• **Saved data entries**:
++++++++

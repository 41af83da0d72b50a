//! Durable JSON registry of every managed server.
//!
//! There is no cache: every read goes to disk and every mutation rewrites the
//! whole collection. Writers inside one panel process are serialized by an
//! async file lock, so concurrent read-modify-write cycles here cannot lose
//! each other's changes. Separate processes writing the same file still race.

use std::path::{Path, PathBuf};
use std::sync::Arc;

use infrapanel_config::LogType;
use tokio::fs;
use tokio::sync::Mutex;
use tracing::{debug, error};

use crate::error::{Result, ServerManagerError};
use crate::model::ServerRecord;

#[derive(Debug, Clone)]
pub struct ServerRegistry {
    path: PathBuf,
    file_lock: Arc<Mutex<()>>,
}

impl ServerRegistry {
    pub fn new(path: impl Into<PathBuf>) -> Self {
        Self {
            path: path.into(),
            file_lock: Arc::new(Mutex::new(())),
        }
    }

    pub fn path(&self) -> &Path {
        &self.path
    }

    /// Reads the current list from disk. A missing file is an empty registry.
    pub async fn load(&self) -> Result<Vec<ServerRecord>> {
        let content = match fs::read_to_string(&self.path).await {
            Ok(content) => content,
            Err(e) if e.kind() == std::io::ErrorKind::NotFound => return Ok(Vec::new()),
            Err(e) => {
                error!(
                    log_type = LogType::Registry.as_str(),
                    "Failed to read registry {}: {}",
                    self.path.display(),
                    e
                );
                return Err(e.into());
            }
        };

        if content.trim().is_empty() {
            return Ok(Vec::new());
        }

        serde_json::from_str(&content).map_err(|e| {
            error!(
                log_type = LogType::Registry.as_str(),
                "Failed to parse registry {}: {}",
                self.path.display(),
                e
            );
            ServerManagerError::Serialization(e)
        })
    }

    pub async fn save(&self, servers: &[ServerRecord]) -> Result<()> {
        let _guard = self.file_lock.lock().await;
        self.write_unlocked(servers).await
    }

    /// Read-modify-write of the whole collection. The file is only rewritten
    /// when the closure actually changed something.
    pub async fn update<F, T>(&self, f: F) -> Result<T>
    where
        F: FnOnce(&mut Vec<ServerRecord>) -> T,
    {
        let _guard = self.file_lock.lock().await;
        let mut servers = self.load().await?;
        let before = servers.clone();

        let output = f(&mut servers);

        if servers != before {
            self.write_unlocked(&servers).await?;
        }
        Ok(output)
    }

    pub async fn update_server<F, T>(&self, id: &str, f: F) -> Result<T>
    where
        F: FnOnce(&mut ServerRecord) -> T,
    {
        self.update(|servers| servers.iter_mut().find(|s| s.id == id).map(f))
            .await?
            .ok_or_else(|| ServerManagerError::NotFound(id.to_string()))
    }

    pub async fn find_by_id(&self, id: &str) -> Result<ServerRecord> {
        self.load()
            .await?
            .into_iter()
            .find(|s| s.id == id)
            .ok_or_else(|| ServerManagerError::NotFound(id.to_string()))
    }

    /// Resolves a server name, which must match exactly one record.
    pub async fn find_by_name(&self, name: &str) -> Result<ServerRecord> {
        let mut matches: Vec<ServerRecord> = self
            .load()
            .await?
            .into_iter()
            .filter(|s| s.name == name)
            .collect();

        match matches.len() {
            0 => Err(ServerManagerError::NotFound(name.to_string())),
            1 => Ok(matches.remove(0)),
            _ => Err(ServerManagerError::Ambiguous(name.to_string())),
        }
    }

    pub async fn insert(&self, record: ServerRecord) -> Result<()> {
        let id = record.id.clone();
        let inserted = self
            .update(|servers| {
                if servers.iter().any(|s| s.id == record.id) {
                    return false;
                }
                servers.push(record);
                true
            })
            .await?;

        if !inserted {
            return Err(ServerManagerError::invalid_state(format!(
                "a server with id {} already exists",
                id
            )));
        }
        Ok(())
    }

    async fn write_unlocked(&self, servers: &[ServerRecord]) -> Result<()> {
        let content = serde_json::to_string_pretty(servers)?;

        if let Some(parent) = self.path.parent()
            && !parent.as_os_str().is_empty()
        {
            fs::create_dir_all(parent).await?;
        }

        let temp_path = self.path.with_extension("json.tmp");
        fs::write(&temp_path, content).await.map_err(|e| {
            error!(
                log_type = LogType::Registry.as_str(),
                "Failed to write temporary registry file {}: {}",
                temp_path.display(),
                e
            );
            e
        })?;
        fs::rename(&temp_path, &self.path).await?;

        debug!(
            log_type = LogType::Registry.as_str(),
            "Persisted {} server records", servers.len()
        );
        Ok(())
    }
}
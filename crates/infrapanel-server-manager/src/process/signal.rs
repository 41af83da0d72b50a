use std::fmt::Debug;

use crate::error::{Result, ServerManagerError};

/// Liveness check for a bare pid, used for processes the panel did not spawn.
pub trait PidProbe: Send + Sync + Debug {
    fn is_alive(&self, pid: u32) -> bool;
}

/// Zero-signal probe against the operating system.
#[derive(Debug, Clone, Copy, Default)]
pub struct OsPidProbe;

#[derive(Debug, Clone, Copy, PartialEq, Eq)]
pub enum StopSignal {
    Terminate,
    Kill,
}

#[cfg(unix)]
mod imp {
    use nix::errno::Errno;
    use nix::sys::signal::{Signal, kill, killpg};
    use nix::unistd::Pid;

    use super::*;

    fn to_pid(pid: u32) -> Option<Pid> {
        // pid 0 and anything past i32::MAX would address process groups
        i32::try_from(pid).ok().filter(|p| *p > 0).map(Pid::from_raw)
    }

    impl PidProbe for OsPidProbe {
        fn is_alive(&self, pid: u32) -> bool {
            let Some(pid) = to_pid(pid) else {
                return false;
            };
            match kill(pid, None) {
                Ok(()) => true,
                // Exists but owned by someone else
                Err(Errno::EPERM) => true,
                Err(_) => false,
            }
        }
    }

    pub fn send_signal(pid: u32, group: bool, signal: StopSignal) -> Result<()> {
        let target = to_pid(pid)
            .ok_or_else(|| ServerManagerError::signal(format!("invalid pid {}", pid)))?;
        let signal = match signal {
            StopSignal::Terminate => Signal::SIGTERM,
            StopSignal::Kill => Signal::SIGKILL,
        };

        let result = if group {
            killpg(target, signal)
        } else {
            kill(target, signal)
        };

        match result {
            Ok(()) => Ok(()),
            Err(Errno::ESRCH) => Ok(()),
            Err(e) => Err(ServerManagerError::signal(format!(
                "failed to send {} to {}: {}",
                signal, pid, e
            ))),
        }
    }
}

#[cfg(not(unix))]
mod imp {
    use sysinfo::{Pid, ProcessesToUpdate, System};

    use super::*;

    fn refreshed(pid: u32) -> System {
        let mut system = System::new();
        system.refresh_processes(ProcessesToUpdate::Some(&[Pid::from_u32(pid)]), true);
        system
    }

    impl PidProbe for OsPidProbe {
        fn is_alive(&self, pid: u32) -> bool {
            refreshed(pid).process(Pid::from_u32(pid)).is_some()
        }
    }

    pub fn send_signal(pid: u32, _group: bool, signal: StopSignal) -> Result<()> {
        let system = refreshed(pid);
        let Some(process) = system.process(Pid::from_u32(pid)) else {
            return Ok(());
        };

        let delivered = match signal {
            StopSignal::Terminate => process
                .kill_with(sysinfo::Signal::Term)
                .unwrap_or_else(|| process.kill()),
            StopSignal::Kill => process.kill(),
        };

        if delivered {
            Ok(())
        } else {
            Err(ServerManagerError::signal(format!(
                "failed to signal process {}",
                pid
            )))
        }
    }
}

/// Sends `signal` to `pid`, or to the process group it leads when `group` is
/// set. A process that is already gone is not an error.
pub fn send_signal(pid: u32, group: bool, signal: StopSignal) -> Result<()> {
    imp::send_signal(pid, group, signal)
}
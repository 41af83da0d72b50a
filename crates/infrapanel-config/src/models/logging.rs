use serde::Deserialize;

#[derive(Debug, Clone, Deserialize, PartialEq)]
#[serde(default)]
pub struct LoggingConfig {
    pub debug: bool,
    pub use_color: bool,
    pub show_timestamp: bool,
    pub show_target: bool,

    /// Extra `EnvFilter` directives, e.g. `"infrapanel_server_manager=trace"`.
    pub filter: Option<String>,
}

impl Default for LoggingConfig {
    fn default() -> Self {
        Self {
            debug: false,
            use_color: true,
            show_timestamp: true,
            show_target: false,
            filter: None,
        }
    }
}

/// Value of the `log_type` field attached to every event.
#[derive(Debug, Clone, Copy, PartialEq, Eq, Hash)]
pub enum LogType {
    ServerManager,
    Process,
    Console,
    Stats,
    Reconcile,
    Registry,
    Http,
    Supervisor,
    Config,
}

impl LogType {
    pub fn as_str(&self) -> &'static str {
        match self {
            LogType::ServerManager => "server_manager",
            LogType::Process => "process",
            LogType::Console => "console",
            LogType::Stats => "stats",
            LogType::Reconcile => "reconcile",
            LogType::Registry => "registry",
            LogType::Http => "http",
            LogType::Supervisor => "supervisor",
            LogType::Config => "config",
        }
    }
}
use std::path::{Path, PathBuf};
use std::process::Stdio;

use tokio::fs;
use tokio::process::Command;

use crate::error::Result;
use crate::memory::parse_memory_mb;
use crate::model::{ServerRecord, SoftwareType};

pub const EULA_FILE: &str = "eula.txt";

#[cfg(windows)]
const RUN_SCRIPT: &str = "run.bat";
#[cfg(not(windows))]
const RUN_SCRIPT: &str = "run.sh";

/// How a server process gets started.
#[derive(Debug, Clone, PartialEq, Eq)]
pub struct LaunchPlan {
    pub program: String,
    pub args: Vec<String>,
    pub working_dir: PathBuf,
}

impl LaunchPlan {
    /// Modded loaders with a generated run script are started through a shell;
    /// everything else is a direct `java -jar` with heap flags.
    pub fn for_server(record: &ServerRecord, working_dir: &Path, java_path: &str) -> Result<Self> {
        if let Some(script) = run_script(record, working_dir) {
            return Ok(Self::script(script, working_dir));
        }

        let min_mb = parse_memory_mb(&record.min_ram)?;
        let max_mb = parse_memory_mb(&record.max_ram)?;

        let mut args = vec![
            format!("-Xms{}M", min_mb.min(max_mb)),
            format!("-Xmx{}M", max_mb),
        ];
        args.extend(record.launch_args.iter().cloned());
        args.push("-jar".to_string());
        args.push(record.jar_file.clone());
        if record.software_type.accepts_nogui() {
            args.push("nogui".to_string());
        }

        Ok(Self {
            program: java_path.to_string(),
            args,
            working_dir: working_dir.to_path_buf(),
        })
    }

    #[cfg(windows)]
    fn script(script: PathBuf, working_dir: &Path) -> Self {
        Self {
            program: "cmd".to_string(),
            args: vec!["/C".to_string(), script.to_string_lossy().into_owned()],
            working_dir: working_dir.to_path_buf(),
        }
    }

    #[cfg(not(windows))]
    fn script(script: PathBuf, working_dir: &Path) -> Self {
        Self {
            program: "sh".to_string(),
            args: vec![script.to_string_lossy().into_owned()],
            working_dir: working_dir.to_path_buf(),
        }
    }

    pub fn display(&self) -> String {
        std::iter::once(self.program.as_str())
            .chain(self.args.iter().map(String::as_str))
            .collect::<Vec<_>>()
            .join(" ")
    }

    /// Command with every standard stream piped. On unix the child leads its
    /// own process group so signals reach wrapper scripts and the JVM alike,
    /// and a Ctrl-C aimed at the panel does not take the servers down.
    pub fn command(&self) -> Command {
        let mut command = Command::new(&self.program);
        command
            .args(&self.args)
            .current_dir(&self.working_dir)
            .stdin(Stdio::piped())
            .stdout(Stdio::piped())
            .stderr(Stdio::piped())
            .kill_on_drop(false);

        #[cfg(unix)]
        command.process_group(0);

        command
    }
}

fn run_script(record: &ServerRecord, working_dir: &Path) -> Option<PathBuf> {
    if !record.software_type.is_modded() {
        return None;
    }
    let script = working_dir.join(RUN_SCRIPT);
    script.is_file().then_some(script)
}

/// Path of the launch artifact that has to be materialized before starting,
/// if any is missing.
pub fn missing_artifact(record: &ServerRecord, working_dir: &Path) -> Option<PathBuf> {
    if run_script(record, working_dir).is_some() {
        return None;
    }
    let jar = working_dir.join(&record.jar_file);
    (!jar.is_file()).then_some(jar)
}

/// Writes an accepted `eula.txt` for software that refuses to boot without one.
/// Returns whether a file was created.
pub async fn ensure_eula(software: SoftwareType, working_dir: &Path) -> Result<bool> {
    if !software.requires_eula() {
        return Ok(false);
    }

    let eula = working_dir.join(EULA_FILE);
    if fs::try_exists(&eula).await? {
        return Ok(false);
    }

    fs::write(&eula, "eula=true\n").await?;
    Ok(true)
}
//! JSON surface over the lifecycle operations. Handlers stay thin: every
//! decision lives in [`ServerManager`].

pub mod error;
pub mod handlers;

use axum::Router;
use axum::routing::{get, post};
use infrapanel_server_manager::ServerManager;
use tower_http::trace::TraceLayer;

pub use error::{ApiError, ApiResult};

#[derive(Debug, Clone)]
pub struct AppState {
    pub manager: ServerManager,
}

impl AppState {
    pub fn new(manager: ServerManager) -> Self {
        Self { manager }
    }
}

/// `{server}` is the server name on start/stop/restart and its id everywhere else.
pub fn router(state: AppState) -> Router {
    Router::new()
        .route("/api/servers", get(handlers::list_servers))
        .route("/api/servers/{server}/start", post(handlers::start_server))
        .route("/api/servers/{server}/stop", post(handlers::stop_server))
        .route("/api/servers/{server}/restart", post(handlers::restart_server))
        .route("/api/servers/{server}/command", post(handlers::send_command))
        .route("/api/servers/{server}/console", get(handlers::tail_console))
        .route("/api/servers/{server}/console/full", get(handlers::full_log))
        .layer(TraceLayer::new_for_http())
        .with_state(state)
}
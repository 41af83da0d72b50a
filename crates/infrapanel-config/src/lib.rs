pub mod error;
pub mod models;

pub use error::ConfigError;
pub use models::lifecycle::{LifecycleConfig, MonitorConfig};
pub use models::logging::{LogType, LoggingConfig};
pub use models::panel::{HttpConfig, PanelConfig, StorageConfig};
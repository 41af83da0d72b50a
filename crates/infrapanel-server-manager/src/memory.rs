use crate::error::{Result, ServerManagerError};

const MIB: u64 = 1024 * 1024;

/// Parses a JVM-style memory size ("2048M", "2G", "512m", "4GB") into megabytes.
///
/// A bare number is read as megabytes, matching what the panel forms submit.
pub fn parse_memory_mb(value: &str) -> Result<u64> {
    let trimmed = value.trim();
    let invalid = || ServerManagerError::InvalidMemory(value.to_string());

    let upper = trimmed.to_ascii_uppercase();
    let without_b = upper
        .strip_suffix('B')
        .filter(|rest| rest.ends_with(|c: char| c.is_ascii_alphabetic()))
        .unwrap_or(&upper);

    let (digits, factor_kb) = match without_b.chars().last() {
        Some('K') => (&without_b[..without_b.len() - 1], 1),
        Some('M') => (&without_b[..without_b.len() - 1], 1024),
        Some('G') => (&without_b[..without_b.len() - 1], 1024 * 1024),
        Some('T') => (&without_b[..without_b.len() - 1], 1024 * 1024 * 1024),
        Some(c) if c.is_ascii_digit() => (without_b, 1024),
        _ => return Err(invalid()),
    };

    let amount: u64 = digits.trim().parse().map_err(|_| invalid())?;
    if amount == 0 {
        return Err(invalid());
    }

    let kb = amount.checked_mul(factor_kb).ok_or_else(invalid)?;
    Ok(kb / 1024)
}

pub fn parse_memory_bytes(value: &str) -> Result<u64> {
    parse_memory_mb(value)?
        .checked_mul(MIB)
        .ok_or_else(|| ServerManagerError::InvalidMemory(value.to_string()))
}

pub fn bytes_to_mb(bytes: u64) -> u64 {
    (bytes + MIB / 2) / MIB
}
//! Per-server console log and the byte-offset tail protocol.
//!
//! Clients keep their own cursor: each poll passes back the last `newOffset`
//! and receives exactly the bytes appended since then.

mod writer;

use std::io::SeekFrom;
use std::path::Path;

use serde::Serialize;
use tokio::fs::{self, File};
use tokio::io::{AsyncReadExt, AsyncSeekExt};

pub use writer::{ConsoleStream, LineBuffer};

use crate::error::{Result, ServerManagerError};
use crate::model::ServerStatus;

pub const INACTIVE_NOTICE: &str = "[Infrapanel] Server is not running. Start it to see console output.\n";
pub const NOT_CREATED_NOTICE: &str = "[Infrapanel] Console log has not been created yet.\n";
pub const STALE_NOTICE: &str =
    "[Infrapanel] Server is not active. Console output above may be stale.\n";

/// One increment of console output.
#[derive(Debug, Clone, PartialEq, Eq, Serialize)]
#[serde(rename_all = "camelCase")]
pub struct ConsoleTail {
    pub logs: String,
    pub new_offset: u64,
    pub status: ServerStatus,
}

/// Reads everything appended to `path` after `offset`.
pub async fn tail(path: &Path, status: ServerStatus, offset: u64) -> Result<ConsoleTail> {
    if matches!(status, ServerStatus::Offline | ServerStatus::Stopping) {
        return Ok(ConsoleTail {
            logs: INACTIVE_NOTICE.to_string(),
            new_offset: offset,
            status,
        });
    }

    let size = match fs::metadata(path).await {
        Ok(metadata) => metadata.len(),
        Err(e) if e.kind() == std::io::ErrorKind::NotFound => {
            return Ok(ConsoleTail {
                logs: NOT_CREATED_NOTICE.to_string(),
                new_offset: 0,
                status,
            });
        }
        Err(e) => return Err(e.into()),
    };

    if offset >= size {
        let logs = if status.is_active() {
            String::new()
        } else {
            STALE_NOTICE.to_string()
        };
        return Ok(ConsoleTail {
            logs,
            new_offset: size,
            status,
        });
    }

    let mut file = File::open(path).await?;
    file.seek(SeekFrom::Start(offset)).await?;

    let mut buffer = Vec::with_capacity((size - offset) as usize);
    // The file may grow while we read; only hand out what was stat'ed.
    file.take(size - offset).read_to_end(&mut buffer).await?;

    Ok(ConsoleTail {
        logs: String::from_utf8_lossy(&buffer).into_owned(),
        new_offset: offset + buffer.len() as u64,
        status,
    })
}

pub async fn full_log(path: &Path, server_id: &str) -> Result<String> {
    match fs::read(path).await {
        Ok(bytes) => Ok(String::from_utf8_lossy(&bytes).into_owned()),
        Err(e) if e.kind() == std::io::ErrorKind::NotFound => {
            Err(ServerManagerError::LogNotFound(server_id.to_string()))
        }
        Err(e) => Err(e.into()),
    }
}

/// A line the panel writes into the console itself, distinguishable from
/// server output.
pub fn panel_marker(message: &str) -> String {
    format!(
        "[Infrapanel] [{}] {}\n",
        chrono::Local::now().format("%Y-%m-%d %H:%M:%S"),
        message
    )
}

++++++++

• **Work required**:
What are the lines, exactly as written above, from the line with "use nix::errno::Errno;" to the line with "let mut system = System::new();", both included? Output only those.

• **Task output**:
    use nix::errno::Errno;
    use nix::sys::signal::{Signal, kill, killpg};
    use nix::unistd::Pid;

    use super::*;

    fn to_pid(pid: u32) -> Option<Pid> {
        // pid 0 and anything past i32::MAX would address process groups
        i32::try_from(pid).ok().filter(|p| *p > 0).map(Pid::from_raw)
    }

    impl PidProbe for OsPidProbe {
        fn is_alive(&self, pid: u32) -> bool {
            let Some(pid) = to_pid(pid) else {
                return false;
            };
            match kill(pid, None) {
                Ok(()) => true,
                // Exists but owned by someone else
                Err(Errno::EPERM) => true,
                Err(_) => false,
            }
        }
    }

    pub fn send_signal(pid: u32, group: bool, signal: StopSignal) -> Result<()> {
        let target = to_pid(pid)
            .ok_or_else(|| ServerManagerError::signal(format!("invalid pid {}", pid)))?;
        let signal = match signal {
            StopSignal::Terminate => Signal::SIGTERM,
            StopSignal::Kill => Signal::SIGKILL,
        };

        let result = if group {
            killpg(target, signal)
        } else {
            kill(target, signal)
        };

        match result {
            Ok(()) => Ok(()),
            Err(Errno::ESRCH) => Ok(()),
            Err(e) => Err(ServerManagerError::signal(format!(
                "failed to send {} to {}: {}",
                signal, pid, e
            ))),
        }
    }
}

#[cfg(not(unix))]
mod imp {
    use sysinfo::{Pid, ProcessesToUpdate, System};

    use super::*;

    fn refreshed(pid: u32) -> System {
        let mut system = System::new();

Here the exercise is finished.